And the sight of it, of Optimus, in that moment, caught in the rain in a way the deepest core of Megatron screamed to be impossible, arrested him. Stayed his hand for a moment, caused him to hesitate, leashed by instinct for a bare instant.

Something of his thoughts must have shown on his face, because Optimus raised an expressive brow ridge, as if to say “aren’t you going to join me?”

“So,” said Megatron, and nearly started at the sound of his own voice. It seemed an age since he had engaged in something so civilized and pedestrian as speech. “The rain here is not capable of melting you into a screaming pile of circuits. A pity.”

Optimus smiled faintly. “You never know, it could be some element of protection conferred by my new alt mode. And perhaps even yours, as it seems you have acquired one. The question is, do you feel like testing it?”  


Megatron scowled. “I could vaporize you from here.”

“So you say,” said Optimus. “And yet you have not.” His gaze flicked towards Megatron’s cannon. “You need repairs.”

“Are you offering?” Megatron jested.

“Not this time,” said Optimus. “Though I should think I have done quite enough of that over the millennia.”

The words cut deep. Megatron bared his fangs, felt plating peel back over rows upon rows of deadly, pointed triangles of metal. “And yet what you have broken does not even begin to balance it out.”

Those brilliant optics shifted in the haze of rain. So blue, those optics, like the ocean around them, and concealing depths just as treacherous.

“Be careful, Megatron,” Optimus said softly. “That sounded almost bitter.”

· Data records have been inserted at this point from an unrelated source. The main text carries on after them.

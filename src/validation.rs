//! Acceptance rules applied to probed metadata

use serde::{Deserialize, Serialize};
use std::path::Path;
use tracing::warn;

use crate::config::ValidationConfig;
use crate::probe::{MetadataProber, VideoMetadata};

pub const NO_VIDEO_STREAM: &str = "No video stream found";
pub const INVALID_DURATION: &str = "Invalid video duration";
pub const INVALID_FILE_SIZE: &str = "Invalid file size";
pub const LOW_RESOLUTION: &str = "Video resolution is quite low";
pub const LONG_VIDEO: &str = "Video is longer than 1 hour";
pub const UNREADABLE_SOURCE: &str = "Failed to read video file";

/// Pass/fail verdict; warnings never affect `is_valid`
#[derive(Debug, Clone, PartialEq, Eq, Default, Serialize, Deserialize)]
pub struct ValidationVerdict {
    pub is_valid: bool,
    pub errors: Vec<String>,
    pub warnings: Vec<String>,
}

impl ValidationVerdict {
    fn from_findings(errors: Vec<String>, warnings: Vec<String>) -> Self {
        Self {
            is_valid: errors.is_empty(),
            errors,
            warnings,
        }
    }
}

/// Thresholds for the advisory warnings
#[derive(Debug, Clone, Copy, PartialEq, Eq)]
pub struct ValidationRules {
    pub min_width: u32,
    pub max_duration_secs: u64,
}

impl Default for ValidationRules {
    fn default() -> Self {
        Self {
            min_width: 640,
            max_duration_secs: 3600,
        }
    }
}

impl From<&ValidationConfig> for ValidationRules {
    fn from(config: &ValidationConfig) -> Self {
        Self {
            min_width: config.min_width,
            max_duration_secs: config.max_duration_secs,
        }
    }
}

#[derive(Debug, Clone, Default)]
pub struct Validator {
    rules: ValidationRules,
}

impl Validator {
    pub fn new(rules: ValidationRules) -> Self {
        Self { rules }
    }

    /// Evaluate every rule; errors accumulate rather than short-circuit
    pub fn validate(&self, metadata: &VideoMetadata) -> ValidationVerdict {
        let mut errors = Vec::new();
        let mut warnings = Vec::new();

        if metadata.video.is_none() {
            errors.push(NO_VIDEO_STREAM.to_string());
        }

        if metadata.duration == 0 {
            errors.push(INVALID_DURATION.to_string());
        }

        if metadata.file_size == 0 {
            errors.push(INVALID_FILE_SIZE.to_string());
        }

        if let Some(video) = &metadata.video {
            if video.width < self.rules.min_width {
                warnings.push(LOW_RESOLUTION.to_string());
            }
        }

        if metadata.duration > self.rules.max_duration_secs {
            warnings.push(LONG_VIDEO.to_string());
        }

        ValidationVerdict::from_findings(errors, warnings)
    }

    /// Probe and validate in one step; an unreadable file yields an invalid verdict
    pub async fn validate_source(&self, prober: &MetadataProber, path: &Path) -> ValidationVerdict {
        match prober.probe(path).await {
            Ok(metadata) => self.validate(&metadata),
            Err(e) => {
                warn!("Cannot validate {}: {}", path.display(), e);
                ValidationVerdict::from_findings(vec![UNREADABLE_SOURCE.to_string()], Vec::new())
            }
        }
    }
}
/// Video Ingest - Rust Implementation
///
/// Takes one staged source video, probes and validates it, then captures
/// thumbnails and transcodes playback quality variants concurrently through
/// an external engine, cleaning up every artifact when a job fails.

pub mod artifacts;
pub mod audio;
pub mod cancel;
pub mod config;
pub mod engine;
pub mod error;
pub mod probe;
pub mod processing;
pub mod profiles;
pub mod state;
pub mod thumbnail;
pub mod transcode;
pub mod validation;

// Re-export main types for easy access
pub use crate::artifacts::{ArtifactTracker, CleanupReport};
pub use crate::audio::AudioExtractor;
pub use crate::cancel::CancellationToken;
pub use crate::config::{Config, ConfigBuilder};
pub use crate::engine::{FfmpegEngine, MediaEngine};
pub use crate::error::{FailedStage, PipelineError, ProbeError, ThumbnailError, TranscodeError};
pub use crate::probe::{MetadataProber, SourceFile, VideoMetadata};
pub use crate::processing::{
    JobRequest, PipelineCoordinator, ProcessingResult, QualityPolicy, ThumbnailPlan,
};
pub use crate::profiles::{ProfileTable, Quality, QualityProfile};
pub use crate::state::{JobState, JobStateMachine};
pub use crate::thumbnail::{Thumbnail, ThumbnailGenerator, ThumbnailSpec};
pub use crate::transcode::{QualityTranscoder, TranscodeOutcome};
pub use crate::validation::{ValidationVerdict, Validator};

Rage blazed up in the star seed core of him, exploding outwards. It blasted out of him, surging up past instinctive fear graven in him since before he’d ever tasted the touch of the overseer’s lash.

He exploded out of the shelter, flung himself from the shallow den and out into the tropical rainstorm.

Optimus caught him at the apex of his leap, shifted his mass up and over, flipped Megatron over his helm and sent him careening out into the reef flat. He felt the coral crunch and break beneath him.

Above them, a thunderhead crackled, a magnificent display that put to shame the electrical storms that ravaged the Rust Sea. He rolled in time to see Optimus rise, an array of hooked tendrils coiling behind him, like one of the Predacons of old, an eldritch etching of a forgotten age. Megatron could see quite well now that his plating was alive with the pulse and play of moving patterns. Like an optical illusion that caused the vision to slip and slide on the angles and edges of him.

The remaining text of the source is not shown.